==== Study material
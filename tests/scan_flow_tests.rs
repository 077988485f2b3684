//! End-to-end scan flow: canned provider events through the scanner into
//! the CSV log.

use std::sync::Arc;

use rust_decimal_macros::dec;

use smartbet::adapter::outbound::csv_log::{CsvLog, HEADER};
use smartbet::app::Scanner;
use smartbet::domain::{MarketShape, ScanConfig, SkipReason, Sport};
use smartbet::testkit::domain::{bookmaker, event, scan_config, split_book_event};
use smartbet::testkit::port::StaticOddsSource;

fn read_rows(path: &std::path::Path) -> Vec<csv::StringRecord> {
    let mut reader = csv::ReaderBuilder::new()
        .has_headers(false)
        .from_path(path)
        .unwrap();
    reader.records().map(Result::unwrap).collect()
}

fn nba_source() -> StaticOddsSource {
    StaticOddsSource::new().with_events(
        Sport::Nba,
        vec![
            split_book_event("Lakers", "Celtics", dec!(2.10), dec!(2.10)),
            split_book_event("Heat", "Knicks", dec!(1.50), dec!(1.80)),
        ],
    )
}

#[tokio::test]
async fn only_accepted_opportunities_reach_the_log() {
    let dir = tempfile::tempdir().unwrap();
    let path = dir.path().join("data/arbitrage_log.csv");
    let mut log = CsvLog::open(&path).unwrap();

    let scanner = Scanner::new(Arc::new(nba_source()), scan_config(dec!(100), dec!(0)), 5);
    let report = scanner.run(&[Sport::Nba], Some(&mut log)).await;

    assert_eq!(report.ranked.len(), 1);
    assert_eq!(report.sports[0].rejected.len(), 1);
    assert_eq!(report.persisted, 1);

    let rows = read_rows(&path);
    assert_eq!(rows.len(), 2);
    assert_eq!(rows[0].iter().collect::<Vec<_>>(), HEADER.to_vec());
    assert_eq!(&rows[1][1], "basketball_nba");
    assert_eq!(&rows[1][2], "Lakers");
    assert_eq!(&rows[1][5], "Book X");
    assert_eq!(&rows[1][8], "50.00");
    assert_eq!(&rows[1][9], "50.00");
    assert_eq!(&rows[1][10], "5.00");
    assert_eq!(&rows[1][11], "0.9524");
}

#[tokio::test]
async fn repeated_runs_append_without_a_second_header() {
    let dir = tempfile::tempdir().unwrap();
    let path = dir.path().join("log.csv");
    let scanner = Scanner::new(Arc::new(nba_source()), scan_config(dec!(100), dec!(0)), 5);

    for _ in 0..2 {
        let mut log = CsvLog::open(&path).unwrap();
        scanner.run(&[Sport::Nba], Some(&mut log)).await;
    }

    let rows = read_rows(&path);
    assert_eq!(rows.len(), 3);
    assert_eq!(&rows[0][0], "timestamp");
    assert_ne!(&rows[2][0], "timestamp");
}

#[tokio::test]
async fn min_profit_filters_before_persistence() {
    let dir = tempfile::tempdir().unwrap();
    let path = dir.path().join("log.csv");
    let mut log = CsvLog::open(&path).unwrap();

    let scanner = Scanner::new(Arc::new(nba_source()), scan_config(dec!(100), dec!(5.01)), 5);
    let report = scanner.run(&[Sport::Nba], Some(&mut log)).await;

    assert!(report.is_empty());
    assert_eq!(report.sports[0].rejected.len(), 2);
    assert_eq!(read_rows(&path).len(), 1);
}

#[tokio::test]
async fn three_way_soccer_markets_depend_on_market_shape() {
    let match_event = event(
        "Arsenal",
        "Chelsea",
        vec![
            bookmaker(
                "Book X",
                &[("Arsenal", dec!(2.80)), ("Chelsea", dec!(2.90)), ("Draw", dec!(3.40))],
            ),
            bookmaker("Book Y", &[("Arsenal", dec!(3.10)), ("Chelsea", dec!(2.70))]),
        ],
    );
    let source = Arc::new(StaticOddsSource::new().with_events(Sport::Epl, vec![match_event]));

    let strict = Scanner::new(source.clone(), scan_config(dec!(100), dec!(0)), 5);
    let report = strict.run(&[Sport::Epl], None).await;
    assert_eq!(
        report.sports[0].skipped[0].reason,
        SkipReason::UnsupportedMarketShape { found: 3 }
    );

    let loose_config = ScanConfig {
        market_shape: MarketShape::FirstTwo,
        ..scan_config(dec!(100), dec!(0))
    };
    let loose = Scanner::new(source, loose_config, 5);
    let report = loose.run(&[Sport::Epl], None).await;
    let opportunity = &report.ranked[0];
    assert_eq!(opportunity.first().bookmaker, "Book Y");
    assert_eq!(opportunity.first().price, dec!(3.10));
    assert_eq!(opportunity.second().price, dec!(2.90));
}

#[tokio::test]
async fn each_sport_is_fetched_once() {
    let source = Arc::new(nba_source());
    let scanner = Scanner::new(source.clone(), scan_config(dec!(100), dec!(0)), 5);

    scanner.run(&Sport::CATALOG, None).await;

    assert_eq!(source.fetch_count(), Sport::CATALOG.len());
}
========
What belongs in the answer is each line of the data that has the word "StaticOddsSource".

use smartbet::testkit::port::StaticOddsSource;
fn nba_source() -> StaticOddsSource {
    StaticOddsSource::new().with_events(
    let source = Arc::new(StaticOddsSource::new().with_events(Sport::Epl, vec![match_event]));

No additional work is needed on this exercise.